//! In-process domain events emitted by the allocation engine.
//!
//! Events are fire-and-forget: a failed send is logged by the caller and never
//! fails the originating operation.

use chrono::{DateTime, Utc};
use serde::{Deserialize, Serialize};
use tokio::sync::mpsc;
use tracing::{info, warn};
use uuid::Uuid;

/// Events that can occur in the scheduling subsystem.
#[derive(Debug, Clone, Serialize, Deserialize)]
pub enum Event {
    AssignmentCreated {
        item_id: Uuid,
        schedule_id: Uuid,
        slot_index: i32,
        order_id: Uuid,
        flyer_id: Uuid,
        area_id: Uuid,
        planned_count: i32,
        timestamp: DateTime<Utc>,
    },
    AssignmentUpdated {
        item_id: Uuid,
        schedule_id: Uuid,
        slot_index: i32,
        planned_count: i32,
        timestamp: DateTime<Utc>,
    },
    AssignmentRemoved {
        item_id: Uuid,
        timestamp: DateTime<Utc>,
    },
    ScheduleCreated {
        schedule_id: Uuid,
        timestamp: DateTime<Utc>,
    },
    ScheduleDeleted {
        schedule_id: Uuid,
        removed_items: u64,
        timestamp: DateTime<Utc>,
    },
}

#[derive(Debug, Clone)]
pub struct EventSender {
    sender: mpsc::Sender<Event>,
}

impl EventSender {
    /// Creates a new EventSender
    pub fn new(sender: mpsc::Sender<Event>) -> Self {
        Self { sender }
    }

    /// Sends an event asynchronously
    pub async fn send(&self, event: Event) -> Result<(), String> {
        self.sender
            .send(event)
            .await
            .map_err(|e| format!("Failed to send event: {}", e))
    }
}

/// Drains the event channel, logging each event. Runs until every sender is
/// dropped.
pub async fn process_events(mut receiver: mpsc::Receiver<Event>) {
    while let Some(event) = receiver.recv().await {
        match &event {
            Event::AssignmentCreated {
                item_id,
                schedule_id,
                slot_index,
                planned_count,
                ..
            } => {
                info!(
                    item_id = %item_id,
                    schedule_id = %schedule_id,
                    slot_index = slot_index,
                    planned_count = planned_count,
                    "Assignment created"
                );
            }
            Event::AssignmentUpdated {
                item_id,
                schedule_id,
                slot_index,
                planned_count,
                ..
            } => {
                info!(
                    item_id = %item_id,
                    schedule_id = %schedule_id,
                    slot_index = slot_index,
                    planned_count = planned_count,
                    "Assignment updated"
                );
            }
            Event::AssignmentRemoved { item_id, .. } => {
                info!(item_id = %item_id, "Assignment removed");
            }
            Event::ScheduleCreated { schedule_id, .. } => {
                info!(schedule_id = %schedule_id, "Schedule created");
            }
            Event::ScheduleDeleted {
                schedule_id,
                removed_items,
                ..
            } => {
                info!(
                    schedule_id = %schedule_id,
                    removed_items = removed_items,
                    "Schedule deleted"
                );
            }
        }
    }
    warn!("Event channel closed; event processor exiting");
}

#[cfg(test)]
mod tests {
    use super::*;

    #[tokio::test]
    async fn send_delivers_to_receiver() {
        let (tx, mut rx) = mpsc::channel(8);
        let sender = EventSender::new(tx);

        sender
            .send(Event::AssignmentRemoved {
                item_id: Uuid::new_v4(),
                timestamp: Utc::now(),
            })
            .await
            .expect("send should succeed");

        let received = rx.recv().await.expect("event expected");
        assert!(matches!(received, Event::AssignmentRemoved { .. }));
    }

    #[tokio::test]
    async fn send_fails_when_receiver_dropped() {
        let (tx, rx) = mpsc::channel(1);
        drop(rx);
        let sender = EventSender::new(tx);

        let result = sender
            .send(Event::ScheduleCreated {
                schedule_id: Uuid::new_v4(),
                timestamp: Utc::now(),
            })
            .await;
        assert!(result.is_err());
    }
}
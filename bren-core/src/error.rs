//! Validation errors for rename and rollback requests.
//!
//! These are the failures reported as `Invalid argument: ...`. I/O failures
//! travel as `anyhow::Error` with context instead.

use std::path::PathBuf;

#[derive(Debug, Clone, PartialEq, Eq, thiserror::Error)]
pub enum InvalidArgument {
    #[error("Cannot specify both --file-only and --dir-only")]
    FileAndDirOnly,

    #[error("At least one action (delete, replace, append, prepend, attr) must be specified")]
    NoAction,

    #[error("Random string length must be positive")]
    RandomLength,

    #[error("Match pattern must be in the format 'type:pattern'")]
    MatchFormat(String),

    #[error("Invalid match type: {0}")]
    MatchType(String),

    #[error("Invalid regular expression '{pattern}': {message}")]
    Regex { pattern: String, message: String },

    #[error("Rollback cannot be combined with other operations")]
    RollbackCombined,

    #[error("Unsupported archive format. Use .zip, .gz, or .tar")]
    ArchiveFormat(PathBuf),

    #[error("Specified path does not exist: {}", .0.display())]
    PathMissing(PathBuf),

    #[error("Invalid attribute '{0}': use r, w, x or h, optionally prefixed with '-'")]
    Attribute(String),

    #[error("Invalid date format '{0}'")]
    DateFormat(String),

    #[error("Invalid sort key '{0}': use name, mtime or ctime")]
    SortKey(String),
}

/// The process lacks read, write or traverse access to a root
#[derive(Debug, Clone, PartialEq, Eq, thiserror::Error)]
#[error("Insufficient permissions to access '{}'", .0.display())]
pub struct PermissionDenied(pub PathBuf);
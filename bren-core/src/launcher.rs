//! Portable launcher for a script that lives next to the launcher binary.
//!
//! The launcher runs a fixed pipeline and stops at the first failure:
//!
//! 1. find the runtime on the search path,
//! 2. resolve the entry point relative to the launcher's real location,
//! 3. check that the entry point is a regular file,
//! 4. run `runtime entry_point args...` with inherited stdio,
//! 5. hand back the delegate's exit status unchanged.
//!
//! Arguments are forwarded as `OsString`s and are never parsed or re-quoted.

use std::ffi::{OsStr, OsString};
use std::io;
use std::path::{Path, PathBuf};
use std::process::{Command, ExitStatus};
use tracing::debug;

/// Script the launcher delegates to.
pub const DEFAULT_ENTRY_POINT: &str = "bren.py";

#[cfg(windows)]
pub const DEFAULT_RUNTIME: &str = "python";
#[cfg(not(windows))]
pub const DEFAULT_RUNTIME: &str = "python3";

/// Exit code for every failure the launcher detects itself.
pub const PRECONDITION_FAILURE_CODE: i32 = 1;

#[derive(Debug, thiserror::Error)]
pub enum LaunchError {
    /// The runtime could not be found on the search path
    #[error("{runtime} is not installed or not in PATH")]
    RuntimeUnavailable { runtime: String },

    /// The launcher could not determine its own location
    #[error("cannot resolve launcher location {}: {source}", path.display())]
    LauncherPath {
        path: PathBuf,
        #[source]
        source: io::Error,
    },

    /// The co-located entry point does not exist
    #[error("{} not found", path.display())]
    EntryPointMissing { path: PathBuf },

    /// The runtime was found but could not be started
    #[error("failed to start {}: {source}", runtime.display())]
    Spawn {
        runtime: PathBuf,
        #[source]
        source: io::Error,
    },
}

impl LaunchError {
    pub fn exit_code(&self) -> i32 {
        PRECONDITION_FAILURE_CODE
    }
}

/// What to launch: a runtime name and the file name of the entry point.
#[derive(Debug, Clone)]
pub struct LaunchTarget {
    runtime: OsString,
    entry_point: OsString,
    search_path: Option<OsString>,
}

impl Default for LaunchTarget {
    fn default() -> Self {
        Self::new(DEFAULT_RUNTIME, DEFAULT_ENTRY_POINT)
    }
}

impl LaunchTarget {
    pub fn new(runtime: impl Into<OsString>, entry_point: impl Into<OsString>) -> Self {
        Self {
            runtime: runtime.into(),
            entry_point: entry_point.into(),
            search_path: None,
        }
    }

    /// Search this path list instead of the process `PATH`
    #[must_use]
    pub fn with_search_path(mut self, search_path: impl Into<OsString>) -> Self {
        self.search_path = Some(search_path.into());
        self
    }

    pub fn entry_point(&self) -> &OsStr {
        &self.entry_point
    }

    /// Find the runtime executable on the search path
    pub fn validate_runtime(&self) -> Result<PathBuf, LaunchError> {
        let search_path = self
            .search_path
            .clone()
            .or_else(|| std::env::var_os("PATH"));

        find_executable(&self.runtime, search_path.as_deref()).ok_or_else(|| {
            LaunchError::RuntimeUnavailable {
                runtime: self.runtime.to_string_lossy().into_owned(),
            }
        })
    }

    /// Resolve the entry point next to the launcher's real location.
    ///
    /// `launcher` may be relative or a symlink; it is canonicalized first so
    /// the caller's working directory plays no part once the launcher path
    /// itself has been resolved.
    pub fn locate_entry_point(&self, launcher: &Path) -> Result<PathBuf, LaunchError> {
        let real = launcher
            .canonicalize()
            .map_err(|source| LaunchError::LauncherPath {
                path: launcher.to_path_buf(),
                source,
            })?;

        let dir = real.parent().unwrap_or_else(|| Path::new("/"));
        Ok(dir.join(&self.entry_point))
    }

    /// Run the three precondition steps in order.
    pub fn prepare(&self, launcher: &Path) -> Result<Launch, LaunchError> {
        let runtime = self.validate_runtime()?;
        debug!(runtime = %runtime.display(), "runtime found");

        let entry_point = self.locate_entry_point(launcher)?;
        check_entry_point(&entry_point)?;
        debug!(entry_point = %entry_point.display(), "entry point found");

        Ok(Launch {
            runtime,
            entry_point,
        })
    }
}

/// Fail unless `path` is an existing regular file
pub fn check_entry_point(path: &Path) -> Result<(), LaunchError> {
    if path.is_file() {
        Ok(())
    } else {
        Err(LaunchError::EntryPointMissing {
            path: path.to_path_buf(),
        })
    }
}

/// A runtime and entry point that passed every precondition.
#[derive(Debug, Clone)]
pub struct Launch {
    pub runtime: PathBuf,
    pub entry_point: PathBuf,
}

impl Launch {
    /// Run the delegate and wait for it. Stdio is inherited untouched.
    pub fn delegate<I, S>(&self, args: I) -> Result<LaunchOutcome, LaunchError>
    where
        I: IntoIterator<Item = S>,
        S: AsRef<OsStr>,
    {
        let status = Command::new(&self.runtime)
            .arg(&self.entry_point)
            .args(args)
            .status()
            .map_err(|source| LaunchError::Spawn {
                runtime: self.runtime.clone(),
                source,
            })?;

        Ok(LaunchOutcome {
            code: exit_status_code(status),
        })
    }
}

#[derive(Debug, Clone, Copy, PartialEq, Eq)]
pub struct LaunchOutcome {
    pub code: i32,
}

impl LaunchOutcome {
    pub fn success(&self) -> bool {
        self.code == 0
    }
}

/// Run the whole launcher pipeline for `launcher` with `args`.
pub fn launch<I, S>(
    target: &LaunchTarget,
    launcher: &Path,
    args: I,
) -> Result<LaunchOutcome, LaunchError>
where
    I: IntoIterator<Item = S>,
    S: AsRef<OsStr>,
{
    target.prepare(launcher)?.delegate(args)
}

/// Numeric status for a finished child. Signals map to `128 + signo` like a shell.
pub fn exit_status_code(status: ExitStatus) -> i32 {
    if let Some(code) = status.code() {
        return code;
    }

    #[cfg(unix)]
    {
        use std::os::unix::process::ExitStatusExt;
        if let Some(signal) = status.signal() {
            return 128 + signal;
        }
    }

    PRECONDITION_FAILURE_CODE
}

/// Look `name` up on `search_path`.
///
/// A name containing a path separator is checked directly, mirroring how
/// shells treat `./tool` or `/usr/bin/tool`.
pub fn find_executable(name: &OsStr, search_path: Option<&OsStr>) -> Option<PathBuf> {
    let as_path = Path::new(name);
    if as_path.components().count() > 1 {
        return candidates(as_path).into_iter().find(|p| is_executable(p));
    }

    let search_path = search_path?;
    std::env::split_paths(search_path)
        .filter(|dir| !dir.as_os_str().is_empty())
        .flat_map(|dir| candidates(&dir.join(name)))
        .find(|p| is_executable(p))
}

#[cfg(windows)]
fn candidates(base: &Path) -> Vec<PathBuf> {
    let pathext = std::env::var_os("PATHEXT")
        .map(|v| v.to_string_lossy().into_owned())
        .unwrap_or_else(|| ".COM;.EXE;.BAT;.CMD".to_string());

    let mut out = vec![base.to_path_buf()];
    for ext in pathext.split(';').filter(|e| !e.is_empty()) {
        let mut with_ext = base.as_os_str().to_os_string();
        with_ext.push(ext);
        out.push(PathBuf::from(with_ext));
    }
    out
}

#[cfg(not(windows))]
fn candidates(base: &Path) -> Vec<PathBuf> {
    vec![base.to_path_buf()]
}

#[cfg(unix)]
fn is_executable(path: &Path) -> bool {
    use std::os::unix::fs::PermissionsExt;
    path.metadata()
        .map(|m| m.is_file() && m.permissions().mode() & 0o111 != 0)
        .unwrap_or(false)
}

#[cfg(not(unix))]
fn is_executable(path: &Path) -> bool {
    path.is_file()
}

- _REQUIRED ACTION_
From the records above, count how many lines hold the string "const", then give only that number.

- _WRITTEN REPLY_
4